Alternate protein splicing mechanisms: A directed evolution approach

Abstract

Inteins are intervening polypeptides that are able to direct their excision from the flanking polypeptides, called exteins, as well as facilitate the ligation of the exteins. This process, called protein splicing, produces the functional protein. We want to determine if inteins that splice by the standard mechanism also can splice via alternate mechanisms. First, we have inactivated splicing of the RecA intein from M. tuberculosis by mutating the N‐terminal Cys to Ala. Using saturation mutagenesis and error prone PCR, we generated random mutants that we subjected to a genetic screen to select for complementary mutations that may allow the modified intein to facilitate splicing by bypassing the first step. To select for complementary mutants, we used E. coli harboring a plasmid with the kanamycin resistance gene, aminoglycoside phosphotransferase, interrupted by the RecA intein, such that bacterial growth should depend on efficient splicing.
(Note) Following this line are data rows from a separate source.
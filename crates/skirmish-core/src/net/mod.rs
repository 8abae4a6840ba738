pub mod messages;
pub mod protocol;
pub mod state;
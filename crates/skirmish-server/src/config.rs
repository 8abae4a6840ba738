use serde::Deserialize;

use skirmish_arena::SimConfig;

/// Top-level server configuration, loaded from `skirmish.toml`.
#[derive(Debug, Clone, Deserialize)]
#[serde(default)]
pub struct ServerConfig {
    pub listen_addr: String,
    pub web_root: String,
    pub tick: TickConfig,
    pub limits: LimitsConfig,
    /// Simulation tuning. When the server file has no `[sim]` table the
    /// standalone simulation config is loaded instead.
    pub sim: Option<SimConfig>,
}

impl Default for ServerConfig {
    fn default() -> Self {
        Self {
            listen_addr: "0.0.0.0:3000".to_string(),
            web_root: "web".to_string(),
            tick: TickConfig::default(),
            limits: LimitsConfig::default(),
            sim: None,
        }
    }
}

/// Per-room simulation clock.
#[derive(Debug, Clone, Deserialize)]
#[serde(default)]
pub struct TickConfig {
    /// Target ticks per second for every room.
    pub rate_hz: u32,
    /// Elapsed wall-clock milliseconds per simulation time unit.
    pub delta_time_divisor_ms: f32,
}

impl Default for TickConfig {
    fn default() -> Self {
        Self {
            rate_hz: 60,
            delta_time_divisor_ms: 40.0,
        }
    }
}

/// Infrastructure limits (connection caps, buffer sizes, rate limits).
#[derive(Debug, Clone, Deserialize)]
#[serde(default)]
pub struct LimitsConfig {
    pub max_ws_connections: usize,
    pub player_message_buffer: usize,
    /// Longest accepted display name, in characters.
    pub max_name_len: usize,
    pub rate: RateLimitConfig,
}

impl Default for LimitsConfig {
    fn default() -> Self {
        Self {
            max_ws_connections: 200,
            player_message_buffer: 256,
            max_name_len: 32,
            rate: RateLimitConfig::default(),
        }
    }
}

/// Per-connection message budgets, one bucket per message class.
///
/// Key releases, firing stops and leaves are never limited.
#[derive(Debug, Clone, Deserialize)]
#[serde(default)]
pub struct RateLimitConfig {
    pub find_game_per_min: f64,
    pub keys_per_sec: f64,
    pub aim_per_sec: f64,
    pub firing_per_sec: f64,
}

impl Default for RateLimitConfig {
    fn default() -> Self {
        Self {
            find_game_per_min: 5.0,
            keys_per_sec: 100.0,
            aim_per_sec: 360.0,
            firing_per_sec: 30.0,
        }
    }
}

impl RateLimitConfig {
    fn all_positive(&self) -> bool {
        [
            self.find_game_per_min,
            self.keys_per_sec,
            self.aim_per_sec,
            self.firing_per_sec,
        ]
        .iter()
        .all(|&r| r > 0.0)
    }
}

impl ServerConfig {
    /// Simulation tuning to build new rooms with.
    pub fn sim_config(&self) -> SimConfig {
        self.sim.clone().unwrap_or_default()
    }

    /// Validate configuration, exiting on settings the server cannot run with.
    pub fn validate(&self) {
        if self.listen_addr.parse::<std::net::SocketAddr>().is_err() {
            tracing::error!(
                addr = %self.listen_addr,
                "listen_addr is not a valid socket address"
            );
            std::process::exit(1);
        }

        if self.tick.rate_hz == 0 {
            tracing::error!("tick.rate_hz must be > 0");
            std::process::exit(1);
        }
        let divisor = self.tick.delta_time_divisor_ms;
        if divisor.is_nan() || divisor <= 0.0 {
            tracing::error!("tick.delta_time_divisor_ms must be > 0");
            std::process::exit(1);
        }

        if self.limits.max_ws_connections == 0 {
            tracing::error!("limits.max_ws_connections must be > 0");
            std::process::exit(1);
        }
        if self.limits.player_message_buffer == 0 {
            tracing::error!("limits.player_message_buffer must be > 0");
            std::process::exit(1);
        }
        if !self.limits.rate.all_positive() {
            tracing::error!("limits.rate budgets must all be > 0");
            std::process::exit(1);
        }
        if self.limits.max_name_len == 0 {
            tracing::error!("limits.max_name_len must be > 0");
            std::process::exit(1);
        }
    }

    /// Load config from `$SKIRMISH_CONFIG` or `skirmish.toml` if it exists,
    /// then apply env var overrides.
    pub fn load() -> Self {
        let path = std::env::var("SKIRMISH_CONFIG")
            .ok()
            .filter(|p| !p.is_empty())
            .unwrap_or_else(|| "skirmish.toml".to_string());

        let mut config = match std::fs::read_to_string(&path) {
            Ok(content) => match toml::from_str::<ServerConfig>(&content) {
                Ok(cfg) => {
                    tracing::info!("Loaded configuration from {path}");
                    cfg
                },
                Err(e) => {
                    tracing::warn!("Failed to parse {path}: {e}, using defaults");
                    ServerConfig::default()
                },
            },
            Err(_) => {
                tracing::info!("No {path} found, using defaults");
                ServerConfig::default()
            },
        };

        if config.sim.is_none() {
            config.sim = Some(SimConfig::load());
        }

        // Environment variable overrides
        if let Ok(addr) = std::env::var("SKIRMISH_LISTEN_ADDR")
            && !addr.is_empty()
        {
            config.listen_addr = addr;
        }
        if let Ok(root) = std::env::var("SKIRMISH_WEB_ROOT")
            && !root.is_empty()
        {
            config.web_root = root;
        }
        if let Ok(val) = std::env::var("SKIRMISH_TICK_RATE")
            && let Ok(n) = val.parse::<u32>()
        {
            config.tick.rate_hz = n;
        }

        config
    }
}
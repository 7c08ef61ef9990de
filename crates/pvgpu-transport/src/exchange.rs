use bytemuck::Zeroable;
use pvgpu_protocol::NtStatus;
use tracing::{debug, warn};

use crate::access::ChannelGuard;
use crate::error::TransportError;

impl ChannelGuard<'_> {
    /// Send `request` and block for the reply, copying it into `result`.
    ///
    /// Returns the reply length. A reply shorter than `result` leaves the
    /// remainder untouched. A longer reply is rejected.
    pub fn send_sync(&self, request: &[u8], result: &mut [u8]) -> Result<usize, TransportError> {
        debug!(channel = self.name(), len = request.len(), "sync send");
        let reply = self
            .channel()
            .send_sync(request)
            .map_err(|e| TransportError::from_channel(self.name(), e))?;

        if reply.len() > result.len() {
            warn!(
                channel = self.name(),
                got = reply.len(),
                expected = result.len(),
                "oversized host reply"
            );
            return Err(TransportError::ResponseTooLarge { got: reply.len(), expected: result.len() });
        }
        result[..reply.len()].copy_from_slice(&reply);
        Ok(reply.len())
    }

    /// Send `request` and return the single status the host replies with.
    pub fn send_sync_status(&self, request: &[u8]) -> Result<NtStatus, TransportError> {
        let mut status = NtStatus::zeroed();
        self.send_sync(request, bytemuck::bytes_of_mut(&mut status))?;
        Ok(status)
    }

    /// Send `request` without waiting for the host.
    pub fn send_async(&self, request: &[u8]) -> Result<(), TransportError> {
        debug!(channel = self.name(), len = request.len(), "async send");
        self.channel()
            .send_async(request)
            .map_err(|e| TransportError::from_channel(self.name(), e))
    }
}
We have been able to mutate the RecA intein and select inteins that allow for growth on kanamycin. However, these inteins do not promote splicing in our biochemical assay, which suggests that the intein may allow for a functional aminoglycoside phosphotransferase in the absence of splicing. This material is based upon work supported by the National Science Foundation under Grant No. 0320824 and CAREER grant No. 0447647.